**YOUR TASK:**
The data below is to be returned in full and exactly.
☆ ☆ ☆ ☆ ☆
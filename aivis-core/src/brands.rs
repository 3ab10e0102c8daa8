//! Own-brand vs competitor token sets for query generation and PAA filtering.

use crate::models::BrandCatalog;

/// Lowercased, deduplicated tokens in catalog order.
#[derive(Debug, Clone, Default, PartialEq, Eq)]
pub struct BrandTokens {
    pub brand: Vec<String>,
    pub competitors: Vec<String>,
}

impl BrandTokens {
    pub fn has_brand(&self) -> bool {
        !self.brand.is_empty()
    }
}

/// Split the catalog into the target brand's tokens (id, name, aliases) and
/// every other brand's tokens. `None` or an unknown id leaves `brand` empty.
pub fn brand_tokens(catalog: &BrandCatalog, brand_id: Option<&str>) -> BrandTokens {
    let mut tokens = BrandTokens::default();
    for brand in catalog.brands() {
        let target = brand_id.is_some_and(|id| id == brand.id);
        let bucket = if target {
            &mut tokens.brand
        } else {
            &mut tokens.competitors
        };
        let candidates = std::iter::once(brand.id.as_str())
            .chain(std::iter::once(brand.name.as_str()))
            .chain(brand.aliases.iter().map(String::as_str));
        for candidate in candidates {
            let token = candidate.trim().to_lowercase();
            if !token.is_empty() && !bucket.contains(&token) {
                bucket.push(token);
            }
        }
    }
    // A token shared with the target brand is never a competitor signal.
    let own = tokens.brand.clone();
    tokens.competitors.retain(|t| !own.contains(t));
    tokens
}

/// Space-padded containment: `" {token} "` inside `" {text} "`, case-insensitive.
///
/// This is looser than the word-bounded regex used for mention detection
/// (punctuation next to a token defeats it, and multi-word tokens only match
/// on single spaces). Kept that way so PAA filtering stays comparable with
/// historical suggestion data.
pub fn has_token(text: &str, tokens: &[String]) -> bool {
    let haystack = format!(" {} ", text.to_lowercase());
    tokens
        .iter()
        .filter(|t| !t.is_empty())
        .any(|t| haystack.contains(&format!(" {} ", t.to_lowercase())))
}

#[cfg(test)]
mod tests {
    use super::*;
    use crate::models::Brand;

    fn catalog() -> BrandCatalog {
        BrandCatalog::new(vec![
            Brand {
                id: "draftkings".to_string(),
                name: "DraftKings".to_string(),
                aliases: vec!["draftkings".to_string(), "Draft Kings".to_string()],
            },
            Brand {
                id: "fanduel".to_string(),
                name: "FanDuel".to_string(),
                aliases: vec!["fanduel".to_string()],
            },
        ])
    }

    #[test]
    fn test_tokens_partitioned_and_deduplicated() {
        let tokens = brand_tokens(&catalog(), Some("draftkings"));
        assert_eq!(tokens.brand, vec!["draftkings", "draft kings"]);
        assert_eq!(tokens.competitors, vec!["fanduel"]);
        assert!(tokens.has_brand());
    }

    #[test]
    fn test_no_brand_puts_everything_in_competitors() {
        let tokens = brand_tokens(&catalog(), None);
        assert!(tokens.brand.is_empty());
        assert_eq!(tokens.competitors, vec!["draftkings", "draft kings", "fanduel"]);
    }

    #[test]
    fn test_unknown_brand_is_empty() {
        let tokens = brand_tokens(&catalog(), Some("caesars"));
        assert!(!tokens.has_brand());
    }

    #[test]
    fn test_has_token_is_space_padded() {
        let tokens = vec!["fanduel".to_string()];
        assert!(has_token("is FanDuel legal in ohio", &tokens));
        assert!(has_token("fanduel", &tokens));
        assert!(!has_token("fanduelsportsbook promo", &tokens));
    }

    #[test]
    fn test_has_token_misses_punctuated_tokens() {
        // Space padding does not treat punctuation as a boundary.
        let tokens = vec!["fanduel".to_string()];
        assert!(!has_token("is fanduel?", &tokens));
    }
}
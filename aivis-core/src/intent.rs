use crate::models::Intent;

/// Checked first: any hit makes the response transactional.
const TRANSACTIONAL: &[&str] = &[
    "sign up",
    "signup",
    "register",
    "deposit",
    "bonus",
    "promo code",
    "promo",
    "free bet",
    "odds",
    "parlay",
    "price",
    "pricing",
    "buy",
    "purchase",
    "discount",
    "coupon",
    "subscribe",
    "place a bet",
];

const NAVIGATIONAL: &[&str] = &[
    "official site",
    "official website",
    "login",
    "log in",
    "sign in",
    "visit",
    "download app",
    "download the app",
    "app store",
    "google play",
    "homepage",
    "contact us",
];

const INFORMATIONAL: &[&str] = &[
    "how to",
    "guide",
    "compare",
    "comparison",
    "review",
    "vs.",
    " vs ",
    "versus",
    "what is",
    "explained",
    "tips",
    "pros and cons",
];

/// Classify a response by ordered keyword lists:
/// transactional > navigational > informational > other.
pub fn classify_intent(text: &str) -> Intent {
    let lowered = text.to_lowercase();
    let hit = |list: &[&str]| list.iter().any(|kw| lowered.contains(kw));

    if hit(TRANSACTIONAL) {
        Intent::Transactional
    } else if hit(NAVIGATIONAL) {
        Intent::Navigational
    } else if hit(INFORMATIONAL) {
        Intent::Informational
    } else {
        Intent::Other
    }
}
☆ ☆ ☆ ☆ ☆
**FINAL ANSWER:**
filename aivis-core/src/brands.rs
repository 3ab10e0102c8daa8
//! Own-brand vs competitor token sets for query generation and PAA filtering.

use crate::models::BrandCatalog;

/// Lowercased, deduplicated tokens in catalog order.
#[derive(Debug, Clone, Default, PartialEq, Eq)]
pub struct BrandTokens {
    pub brand: Vec<String>,
    pub competitors: Vec<String>,
}

impl BrandTokens {
    pub fn has_brand(&self) -> bool {
        !self.brand.is_empty()
    }
}

/// Split the catalog into the target brand's tokens (id, name, aliases) and
/// every other brand's tokens. `None` or an unknown id leaves `brand` empty.
pub fn brand_tokens(catalog: &BrandCatalog, brand_id: Option<&str>) -> BrandTokens {
    let mut tokens = BrandTokens::default();
    for brand in catalog.brands() {
        let target = brand_id.is_some_and(|id| id == brand.id);
        let bucket = if target {
            &mut tokens.brand
        } else {
            &mut tokens.competitors
        };
        let candidates = std::iter::once(brand.id.as_str())
            .chain(std::iter::once(brand.name.as_str()))
            .chain(brand.aliases.iter().map(String::as_str));
        for candidate in candidates {
            let token = candidate.trim().to_lowercase();
            if !token.is_empty() && !bucket.contains(&token) {
                bucket.push(token);
            }
        }
    }
    // A token shared with the target brand is never a competitor signal.
    let own = tokens.brand.clone();
    tokens.competitors.retain(|t| !own.contains(t));
    tokens
}

/// Space-padded containment: `" {token} "` inside `" {text} "`, case-insensitive.
///
/// This is looser than the word-bounded regex used for mention detection
/// (punctuation next to a token defeats it, and multi-word tokens only match
/// on single spaces). Kept that way so PAA filtering stays comparable with
/// historical suggestion data.
pub fn has_token(text: &str, tokens: &[String]) -> bool {
    let haystack = format!(" {} ", text.to_lowercase());
    tokens
        .iter()
        .filter(|t| !t.is_empty())
        .any(|t| haystack.contains(&format!(" {} ", t.to_lowercase())))
}

#[cfg(test)]
mod tests {
    use super::*;
    use crate::models::Brand;

    fn catalog() -> BrandCatalog {
        BrandCatalog::new(vec![
            Brand {
                id: "draftkings".to_string(),
                name: "DraftKings".to_string(),
                aliases: vec!["draftkings".to_string(), "Draft Kings".to_string()],
            },
            Brand {
                id: "fanduel".to_string(),
                name: "FanDuel".to_string(),
                aliases: vec!["fanduel".to_string()],
            },
        ])
    }

    #[test]
    fn test_tokens_partitioned_and_deduplicated() {
        let tokens = brand_tokens(&catalog(), Some("draftkings"));
        assert_eq!(tokens.brand, vec!["draftkings", "draft kings"]);
        assert_eq!(tokens.competitors, vec!["fanduel"]);
        assert!(tokens.has_brand());
    }

    #[test]
    fn test_no_brand_puts_everything_in_competitors() {
        let tokens = brand_tokens(&catalog(), None);
        assert!(tokens.brand.is_empty());
        assert_eq!(tokens.competitors, vec!["draftkings", "draft kings", "fanduel"]);
    }

    #[test]
    fn test_unknown_brand_is_empty() {
        let tokens = brand_tokens(&catalog(), Some("caesars"));
        assert!(!tokens.has_brand());
    }

    #[test]
    fn test_has_token_is_space_padded() {
        let tokens = vec!["fanduel".to_string()];
        assert!(has_token("is FanDuel legal in ohio", &tokens));
        assert!(has_token("fanduel", &tokens));
        assert!(!has_token("fanduelsportsbook promo", &tokens));
    }

    #[test]
    fn test_has_token_misses_punctuated_tokens() {
        // Space padding does not treat punctuation as a boundary.
        let tokens = vec!["fanduel".to_string()];
        assert!(!has_token("is fanduel?", &tokens));
    }
}
filename aivis-core/src/intent.rs
use crate::models::Intent;

/// Checked first: any hit makes the response transactional.
const TRANSACTIONAL: &[&str] = &[
    "sign up",
    "signup",
    "register",
    "deposit",
    "bonus",
    "promo code",
    "promo",
    "free bet",
    "odds",
    "parlay",
    "price",
    "pricing",
    "buy",
    "purchase",
    "discount",
    "coupon",
    "subscribe",
    "place a bet",
];

const NAVIGATIONAL: &[&str] = &[
    "official site",
    "official website",
    "login",
    "log in",
    "sign in",
    "visit",
    "download app",
    "download the app",
    "app store",
    "google play",
    "homepage",
    "contact us",
];

const INFORMATIONAL: &[&str] = &[
    "how to",
    "guide",
    "compare",
    "comparison",
    "review",
    "vs.",
    " vs ",
    "versus",
    "what is",
    "explained",
    "tips",
    "pros and cons",
];

/// Classify a response by ordered keyword lists:
/// transactional > navigational > informational > other.
pub fn classify_intent(text: &str) -> Intent {
    let lowered = text.to_lowercase();
    let hit = |list: &[&str]| list.iter().any(|kw| lowered.contains(kw));

    if hit(TRANSACTIONAL) {
        Intent::Transactional
    } else if hit(NAVIGATIONAL) {
        Intent::Navigational
    } else if hit(INFORMATIONAL) {
        Intent::Informational
    } else {
        Intent::Other
    }
}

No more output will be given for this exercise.